_WHAT IS REQUIRED:_ Find the word "first" in the records and copy every line where it occurs.
++++++++++
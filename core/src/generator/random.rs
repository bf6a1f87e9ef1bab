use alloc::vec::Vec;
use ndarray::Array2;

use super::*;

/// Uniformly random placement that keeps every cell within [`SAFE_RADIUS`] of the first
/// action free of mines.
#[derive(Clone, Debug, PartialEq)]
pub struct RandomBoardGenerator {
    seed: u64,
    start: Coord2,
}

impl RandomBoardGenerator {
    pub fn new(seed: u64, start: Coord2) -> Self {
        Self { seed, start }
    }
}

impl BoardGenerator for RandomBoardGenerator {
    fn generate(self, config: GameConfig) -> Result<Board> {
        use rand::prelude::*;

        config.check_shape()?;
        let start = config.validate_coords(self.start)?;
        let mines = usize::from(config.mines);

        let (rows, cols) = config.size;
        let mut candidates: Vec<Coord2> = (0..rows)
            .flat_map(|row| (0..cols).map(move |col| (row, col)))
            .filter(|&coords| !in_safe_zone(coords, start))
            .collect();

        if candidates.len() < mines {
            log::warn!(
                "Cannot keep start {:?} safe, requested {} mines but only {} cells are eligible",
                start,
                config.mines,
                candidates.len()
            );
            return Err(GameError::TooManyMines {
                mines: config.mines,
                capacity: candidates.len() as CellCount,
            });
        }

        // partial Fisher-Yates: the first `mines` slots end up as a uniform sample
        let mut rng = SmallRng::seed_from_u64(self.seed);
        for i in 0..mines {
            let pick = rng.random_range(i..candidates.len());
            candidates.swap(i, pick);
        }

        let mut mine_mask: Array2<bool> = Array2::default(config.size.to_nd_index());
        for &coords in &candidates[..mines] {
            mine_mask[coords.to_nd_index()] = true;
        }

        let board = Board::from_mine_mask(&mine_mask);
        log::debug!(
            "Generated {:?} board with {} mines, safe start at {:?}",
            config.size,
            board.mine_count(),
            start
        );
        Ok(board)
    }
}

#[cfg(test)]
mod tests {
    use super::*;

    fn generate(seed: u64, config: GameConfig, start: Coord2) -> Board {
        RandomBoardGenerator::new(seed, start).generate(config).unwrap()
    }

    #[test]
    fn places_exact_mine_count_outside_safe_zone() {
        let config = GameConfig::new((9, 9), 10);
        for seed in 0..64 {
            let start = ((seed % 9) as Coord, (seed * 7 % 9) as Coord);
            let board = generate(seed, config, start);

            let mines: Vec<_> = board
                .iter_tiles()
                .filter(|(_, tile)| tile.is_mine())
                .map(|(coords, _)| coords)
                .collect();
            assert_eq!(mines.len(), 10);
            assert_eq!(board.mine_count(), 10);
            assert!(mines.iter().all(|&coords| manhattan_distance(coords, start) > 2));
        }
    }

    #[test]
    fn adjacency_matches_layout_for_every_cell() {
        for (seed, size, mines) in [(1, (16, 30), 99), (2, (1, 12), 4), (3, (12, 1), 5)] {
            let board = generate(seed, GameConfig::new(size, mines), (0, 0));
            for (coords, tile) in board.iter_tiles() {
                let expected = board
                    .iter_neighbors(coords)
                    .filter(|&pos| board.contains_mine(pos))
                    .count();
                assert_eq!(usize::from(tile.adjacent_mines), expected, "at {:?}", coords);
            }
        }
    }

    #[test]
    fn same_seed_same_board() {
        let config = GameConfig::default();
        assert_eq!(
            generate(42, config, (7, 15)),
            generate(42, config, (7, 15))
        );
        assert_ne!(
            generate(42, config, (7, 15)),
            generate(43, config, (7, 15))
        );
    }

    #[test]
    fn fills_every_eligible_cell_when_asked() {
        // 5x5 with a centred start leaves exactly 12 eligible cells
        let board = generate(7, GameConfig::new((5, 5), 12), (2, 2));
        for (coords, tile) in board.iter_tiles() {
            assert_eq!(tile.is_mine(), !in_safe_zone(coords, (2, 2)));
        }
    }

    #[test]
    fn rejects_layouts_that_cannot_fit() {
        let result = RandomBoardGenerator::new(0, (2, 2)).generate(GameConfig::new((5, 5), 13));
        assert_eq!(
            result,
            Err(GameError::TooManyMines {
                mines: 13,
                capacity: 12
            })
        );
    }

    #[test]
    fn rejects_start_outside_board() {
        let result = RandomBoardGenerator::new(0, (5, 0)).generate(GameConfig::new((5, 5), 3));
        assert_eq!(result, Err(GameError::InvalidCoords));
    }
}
++++++++++
_YOUR RESPONSE:_
/// Uniformly random placement that keeps every cell within [`SAFE_RADIUS`] of the first
        // partial Fisher-Yates: the first `mines` slots end up as a uniform sample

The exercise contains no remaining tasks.